*** Excerpted records ***

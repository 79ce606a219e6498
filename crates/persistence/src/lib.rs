// Copyright (C) 2026 Fred Clausen
// Use of this source code is governed by an MIT-style
// license that can be found in the LICENSE file or at
// https://opensource.org/licenses/MIT.

//! Directory store for the organization chart service.
//!
//! Holds organizations and their persons. The org-chart engine only ever
//! reads snapshots of active persons from here; inferred reporting lines
//! are never stored.
//!
//! ## Database Backend Support
//!
//! - **`SQLite`** (default): development, tests and single-node deployments
//! - **`MariaDB`/`MySQL`**: validated via explicit opt-in tests
//!
//! To run the `MySQL` validation tests:
//! ```bash
//! cargo xtask test-mariadb
//! ```
//!
//! ### Migration Strategy
//!
//! Each backend has its own migration directory with equivalent schema:
//!
//! - `migrations/`: `SQLite`
//! - `migrations_mysql/`: `MySQL`/`MariaDB`

#![deny(
    clippy::pedantic,
    clippy::cargo,
    clippy::nursery,
    clippy::style,
    clippy::correctness,
    clippy::all,
    clippy::suspicious,
    clippy::complexity,
    clippy::perf,
    clippy::unwrap_used,
    clippy::expect_used
)]
#![allow(clippy::multiple_crate_versions)]

use diesel::{MysqlConnection, SqliteConnection};
use orgchart_domain::{
    Organization, OrganizationId, Person, PersonId, validate_organization_name,
    validate_person_fields,
};
use std::path::Path;
use std::sync::atomic::{AtomicU64, Ordering};
use tracing::info;

/// Counter for unique in-memory database names.
static DB_COUNTER: AtomicU64 = AtomicU64::new(0);

/// Generates `_sqlite` and `_mysql` variants of a query or mutation.
///
/// Diesel needs a concrete connection type, so the body is duplicated with
/// `&mut SqliteConnection` and `&mut MysqlConnection` substituted for
/// `&mut _`. Dispatch between the two happens in `Persistence` only.
///
/// ```ignore
/// backend_fn! {
///     pub fn get_name(conn: &mut _, id: i64) -> Result<String, PersistenceError> {
///         diesel_schema::organizations::table
///             .filter(diesel_schema::organizations::organization_id.eq(id))
///             .select(diesel_schema::organizations::name)
///             .first::<String>(conn)
///             .map_err(Into::into)
///     }
/// }
/// ```
macro_rules! backend_fn {
    (
        $(#[$meta:meta])*
        $vis:vis fn $name:ident (
            $conn:ident : &mut _
            $(, $param:ident : $param_ty:ty)* $(,)?
        ) -> $ret:ty
        $body:block
    ) => {
        pastey::paste! {
            $(#[$meta])*
            $vis fn [<$name _sqlite>] (
                $conn: &mut SqliteConnection
                $(, $param : $param_ty)*
            ) -> $ret
            $body

            $(#[$meta])*
            $vis fn [<$name _mysql>] (
                $conn: &mut MysqlConnection
                $(, $param : $param_ty)*
            ) -> $ret
            $body
        }
    };
}

mod backend;
mod data_models;
mod diesel_schema;
mod error;
mod mutations;
mod queries;

#[cfg(test)]
mod tests;

pub use data_models::NewPerson;
pub use error::PersistenceError;

use backend::PersistenceBackend;

/// Shorthand used by callers that only ever open `SQLite`.
pub type SqlitePersistence = Persistence;

/// The live connection behind a `Persistence` handle.
pub enum BackendConnection {
    Sqlite(SqliteConnection),
    Mysql(MysqlConnection),
}

/// Directory store adapter.
///
/// The backend is chosen once at construction time.
pub struct Persistence {
    pub(crate) conn: BackendConnection,
}

impl Persistence {
    /// Opens a private in-memory `SQLite` directory.
    ///
    /// Every call gets its own database.
    ///
    /// # Errors
    ///
    /// Returns an error if the database cannot be initialized.
    pub fn new_in_memory() -> Result<Self, PersistenceError> {
        let db_id = DB_COUNTER.fetch_add(1, Ordering::SeqCst);
        let shared_memory_url = format!("file:memdb_orgchart_{db_id}?mode=memory&cache=shared");

        let mut conn: SqliteConnection = backend::sqlite::initialize_database(&shared_memory_url)?;
        backend::sqlite::verify_foreign_key_enforcement(&mut conn)?;

        Ok(Self {
            conn: BackendConnection::Sqlite(conn),
        })
    }

    /// Opens (creating if needed) a file-backed `SQLite` directory in WAL mode.
    ///
    /// # Errors
    ///
    /// Returns an error if the database cannot be opened or initialized.
    pub fn new_with_file<P: AsRef<Path>>(path: P) -> Result<Self, PersistenceError> {
        let path_str = path.as_ref().to_str().ok_or_else(|| {
            PersistenceError::InitializationError("Invalid database path".to_string())
        })?;

        let mut conn: SqliteConnection = backend::sqlite::initialize_database(path_str)?;
        backend::sqlite::enable_wal_mode(&mut conn)?;
        backend::sqlite::verify_foreign_key_enforcement(&mut conn)?;

        Ok(Self {
            conn: BackendConnection::Sqlite(conn),
        })
    }

    /// Connects to a `MySQL`/`MariaDB` directory.
    ///
    /// # Errors
    ///
    /// Returns an error if the database cannot be reached or migrated.
    pub fn new_with_mysql(database_url: &str) -> Result<Self, PersistenceError> {
        let mut conn: MysqlConnection = backend::mysql::initialize_database(database_url)?;
        backend::mysql::verify_foreign_key_enforcement(&mut conn)?;

        Ok(Self {
            conn: BackendConnection::Mysql(conn),
        })
    }

    /// Verifies that foreign key enforcement is enabled.
    ///
    /// # Errors
    ///
    /// Returns an error if foreign key enforcement is not enabled.
    pub fn verify_foreign_key_enforcement(&mut self) -> Result<(), PersistenceError> {
        match &mut self.conn {
            BackendConnection::Sqlite(conn) => conn.verify_foreign_key_enforcement(),
            BackendConnection::Mysql(conn) => conn.verify_foreign_key_enforcement(),
        }
    }

    // ========================================================================
    // Writes
    // ========================================================================

    /// Creates an organization.
    ///
    /// # Errors
    ///
    /// Returns an error if the name is invalid or the insert fails.
    pub fn create_organization(&mut self, name: &str) -> Result<Organization, PersistenceError> {
        validate_organization_name(name)?;
        let created_at: String = mutations::current_timestamp()?;

        let organization_id: i64 = match &mut self.conn {
            BackendConnection::Sqlite(conn) => {
                mutations::create_organization_sqlite(conn, name, &created_at)?
            }
            BackendConnection::Mysql(conn) => {
                mutations::create_organization_mysql(conn, name, &created_at)?
            }
        };

        Ok(Organization::new(
            OrganizationId::new(organization_id),
            name.to_string(),
        ))
    }

    /// Adds an active person to an organization.
    ///
    /// # Errors
    ///
    /// Returns an error if:
    /// - The person's fields fail validation
    /// - The organization does not exist
    /// - The insert fails
    pub fn create_person(
        &mut self,
        organization_id: OrganizationId,
        person: &NewPerson,
    ) -> Result<PersonId, PersistenceError> {
        validate_person_fields(&person.to_person(PersonId::new(0)))?;

        if self.get_organization(organization_id)?.is_none() {
            return Err(PersistenceError::OrganizationNotFound(
                organization_id.value(),
            ));
        }

        let created_at: String = mutations::current_timestamp()?;
        let person_id: i64 = match &mut self.conn {
            BackendConnection::Sqlite(conn) => mutations::create_person_sqlite(
                conn,
                organization_id.value(),
                person,
                &created_at,
            )?,
            BackendConnection::Mysql(conn) => mutations::create_person_mysql(
                conn,
                organization_id.value(),
                person,
                &created_at,
            )?,
        };

        Ok(PersonId::new(person_id))
    }

    /// Archives a person, removing them from future org charts.
    ///
    /// # Errors
    ///
    /// Returns an error if the person does not exist, is already archived, or
    /// the update fails.
    pub fn archive_person(&mut self, person_id: PersonId) -> Result<(), PersistenceError> {
        let updated: usize = match &mut self.conn {
            BackendConnection::Sqlite(conn) => {
                mutations::archive_person_sqlite(conn, person_id.value())?
            }
            BackendConnection::Mysql(conn) => {
                mutations::archive_person_mysql(conn, person_id.value())?
            }
        };

        if updated == 0 {
            return Err(PersistenceError::PersonNotFound(person_id.value()));
        }
        Ok(())
    }

    /// Creates an organization together with its persons.
    ///
    /// Used to load seed files. Stops at the first failing person.
    ///
    /// # Errors
    ///
    /// Returns an error if any write fails.
    pub fn seed_organization(
        &mut self,
        name: &str,
        persons: &[NewPerson],
    ) -> Result<Organization, PersistenceError> {
        let organization: Organization = self.create_organization(name)?;
        for person in persons {
            self.create_person(organization.id, person)?;
        }

        info!(
            organization_id = %organization.id,
            person_count = persons.len(),
            "Seeded organization"
        );
        Ok(organization)
    }

    // ========================================================================
    // Reads
    // ========================================================================

    /// Retrieves an organization.
    ///
    /// # Errors
    ///
    /// Returns an error if the query fails. A missing organization is
    /// `Ok(None)`.
    pub fn get_organization(
        &mut self,
        organization_id: OrganizationId,
    ) -> Result<Option<Organization>, PersistenceError> {
        match &mut self.conn {
            BackendConnection::Sqlite(conn) => {
                queries::get_organization_sqlite(conn, organization_id.value())
            }
            BackendConnection::Mysql(conn) => {
                queries::get_organization_mysql(conn, organization_id.value())
            }
        }
    }

    /// Lists an organization's active persons.
    ///
    /// # Errors
    ///
    /// Returns an error if the query fails.
    pub fn list_active_persons(
        &mut self,
        organization_id: OrganizationId,
    ) -> Result<Vec<Person>, PersistenceError> {
        match &mut self.conn {
            BackendConnection::Sqlite(conn) => {
                queries::list_active_persons_sqlite(conn, organization_id.value())
            }
            BackendConnection::Mysql(conn) => {
                queries::list_active_persons_mysql(conn, organization_id.value())
            }
        }
    }

    /// Counts an organization's active persons.
    ///
    /// # Errors
    ///
    /// Returns an error if the query fails.
    pub fn count_active_persons(
        &mut self,
        organization_id: OrganizationId,
    ) -> Result<usize, PersistenceError> {
        match &mut self.conn {
            BackendConnection::Sqlite(conn) => {
                queries::count_active_persons_sqlite(conn, organization_id.value())
            }
            BackendConnection::Mysql(conn) => {
                queries::count_active_persons_mysql(conn, organization_id.value())
            }
        }
    }
}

*** End of Excerpted records ***

▶ _Problem description_: The answer must be every line from the records above that contains the word "tests", copied in full.

▶ _Answer for this exercise_:
//! - **`SQLite`** (default): development, tests and single-node deployments
//! - **`MariaDB`/`MySQL`**: validated via explicit opt-in tests
//! To run the `MySQL` validation tests:
mod tests;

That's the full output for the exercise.